**What you are asked to do**
Pull every line with "usize" from the material.

**Records supplied**
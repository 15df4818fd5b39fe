//! ### NTFS Attribute Framework
//!
//! Everything in an MFT record after the header is an attribute.  Each attribute
//! carries a common header, a residency-specific header, and a typed payload.
//! Rather than a class per type, the common header lives once on `Attribute` and
//! the decoded type-specific fields live in the `Payload` variant keyed by the
//! 4-byte type code.
//!
//! Non-resident attributes locate their content through data runs: a variable
//! width encoding of (cluster count, signed delta) pairs, where each delta is
//! added to a running start cluster.  A run with no offset bytes is a sparse
//! hole; sparse runs are recorded but excluded from the flat cluster list.

use std::io::Cursor;
use binrw::{BinRead,BinReaderExt};
use log::warn;
use crate::bios::bytes::{u_le,i_le};
use super::index::IndexEntry;
use crate::DYNERR;

pub const STANDARD_INFORMATION: u32 = 0x10;
pub const ATTRIBUTE_LIST: u32 = 0x20;
pub const FILE_NAME: u32 = 0x30;
pub const DATA: u32 = 0x80;
pub const INDEX_ROOT: u32 = 0x90;
pub const INDEX_ALLOCATION: u32 = 0xa0;
pub const BITMAP: u32 = 0xb0;

/// attribute flags
const FLAG_COMPRESSED: u16 = 0x0001;
const FLAG_ENCRYPTED: u16 = 0x4000;
const FLAG_SPARSE: u16 = 0x8000;

/// One extent of a non-resident attribute.  `lcn` is None for a sparse hole.
#[derive(Clone,Copy,Debug,PartialEq,Eq)]
pub struct DataRun {
    pub lcn: Option<u64>,
    pub count: u64
}

impl DataRun {
    /// the run's clusters in order; empty for sparse holes
    pub fn cluster_list(&self) -> Vec<u64> {
        match self.lcn {
            Some(start) => (start..start+self.count).collect(),
            None => Vec::new()
        }
    }
}

/// Decode a data-run stream starting at `offset`, ending at the 0x00 header byte.
/// The header's low nibble counts length bytes, the high nibble counts offset
/// bytes; offsets are signed deltas against the previous run's start.
pub fn decode_runs(buf: &[u8],offset: usize) -> Result<Vec<DataRun>,DYNERR> {
    let mut ans: Vec<DataRun> = Vec::new();
    let mut pos = offset;
    let mut start: i64 = 0;
    while pos < buf.len() {
        let head = buf[pos];
        if head==0 {
            return Ok(ans);
        }
        let count_len = (head & 0x0f) as usize;
        let offset_len = (head >> 4) as usize;
        pos += 1;
        if count_len==0 || count_len > 8 || offset_len > 8 || pos + count_len + offset_len > buf.len() {
            return Err(Box::new(crate::fs::Error::Corrupt));
        }
        let count = u_le(buf,pos,count_len);
        pos += count_len;
        match offset_len {
            0 => ans.push(DataRun { lcn: None, count }),
            _ => {
                start += i_le(buf,pos,offset_len);
                pos += offset_len;
                if start < 0 {
                    return Err(Box::new(crate::fs::Error::Corrupt));
                }
                ans.push(DataRun { lcn: Some(start as u64), count });
            }
        }
    }
    // ran off the end without a terminator
    Err(Box::new(crate::fs::Error::Corrupt))
}

/// Residency-specific half of the attribute header.
pub enum Residency {
    Resident {
        attr_length: u32,
        attr_offset: u16,
        indexed: bool
    },
    NonResident {
        first_vcn: u64,
        last_vcn: u64,
        compression_unit: u16,
        physical_size: u64,
        logical_size: u64,
        initialized_size: u64,
        runs: Vec<DataRun>
    }
}

/// $10 STANDARD_INFORMATION: four FILETIMEs and the DOS flags.
pub struct StandardInfo {
    created: u64,
    modified: u64,
    record_changed: u64,
    accessed: u64,
    flags: u32
}

impl StandardInfo {
    pub fn from_bytes(buf: &[u8]) -> Result<Self,DYNERR> {
        if buf.len() < 36 {
            return Err(Box::new(crate::fs::Error::Corrupt));
        }
        Ok(Self {
            created: u_le(buf,0,8),
            modified: u_le(buf,8,8),
            record_changed: u_le(buf,16,8),
            accessed: u_le(buf,24,8),
            flags: u_le(buf,32,4) as u32
        })
    }
    pub fn raw_created(&self) -> u64 {
        self.created
    }
    pub fn raw_modified(&self) -> u64 {
        self.modified
    }
    pub fn raw_record_changed(&self) -> u64 {
        self.record_changed
    }
    pub fn raw_accessed(&self) -> u64 {
        self.accessed
    }
    pub fn created(&self) -> chrono::DateTime<chrono::Utc> {
        super::filetime_to_datetime(self.created)
    }
    pub fn modified(&self) -> chrono::DateTime<chrono::Utc> {
        super::filetime_to_datetime(self.modified)
    }
    pub fn record_changed(&self) -> chrono::DateTime<chrono::Utc> {
        super::filetime_to_datetime(self.record_changed)
    }
    pub fn accessed(&self) -> chrono::DateTime<chrono::Utc> {
        super::filetime_to_datetime(self.accessed)
    }
    pub fn flags(&self) -> u32 {
        self.flags
    }
    pub fn is_read_only(&self) -> bool {
        self.flags & 0x01 != 0
    }
    pub fn is_hidden(&self) -> bool {
        self.flags & 0x02 != 0
    }
    pub fn is_system(&self) -> bool {
        self.flags & 0x04 != 0
    }
    pub fn is_archive(&self) -> bool {
        self.flags & 0x20 != 0
    }
    pub fn is_compressed(&self) -> bool {
        self.flags & 0x800 != 0
    }
    pub fn is_encrypted(&self) -> bool {
        self.flags & 0x4000 != 0
    }
}

/// $30 FILE_NAME: parent reference, FILETIMEs, sizes, and the UTF-16 name.
/// The same layout serves as the key inside index entries.
pub struct FileNameAttr {
    parent_ref: u64,
    created: u64,
    modified: u64,
    record_changed: u64,
    accessed: u64,
    physical_size: u64,
    logical_size: u64,
    flags: u32,
    extended_flags: u32,
    name_len: u8,
    namespace: u8,
    name: String
}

**Written reply**
pub fn decode_runs(buf: &[u8],offset: usize) -> Result<Vec<DataRun>,DYNERR> {
        let count_len = (head & 0x0f) as usize;
        let offset_len = (head >> 4) as usize;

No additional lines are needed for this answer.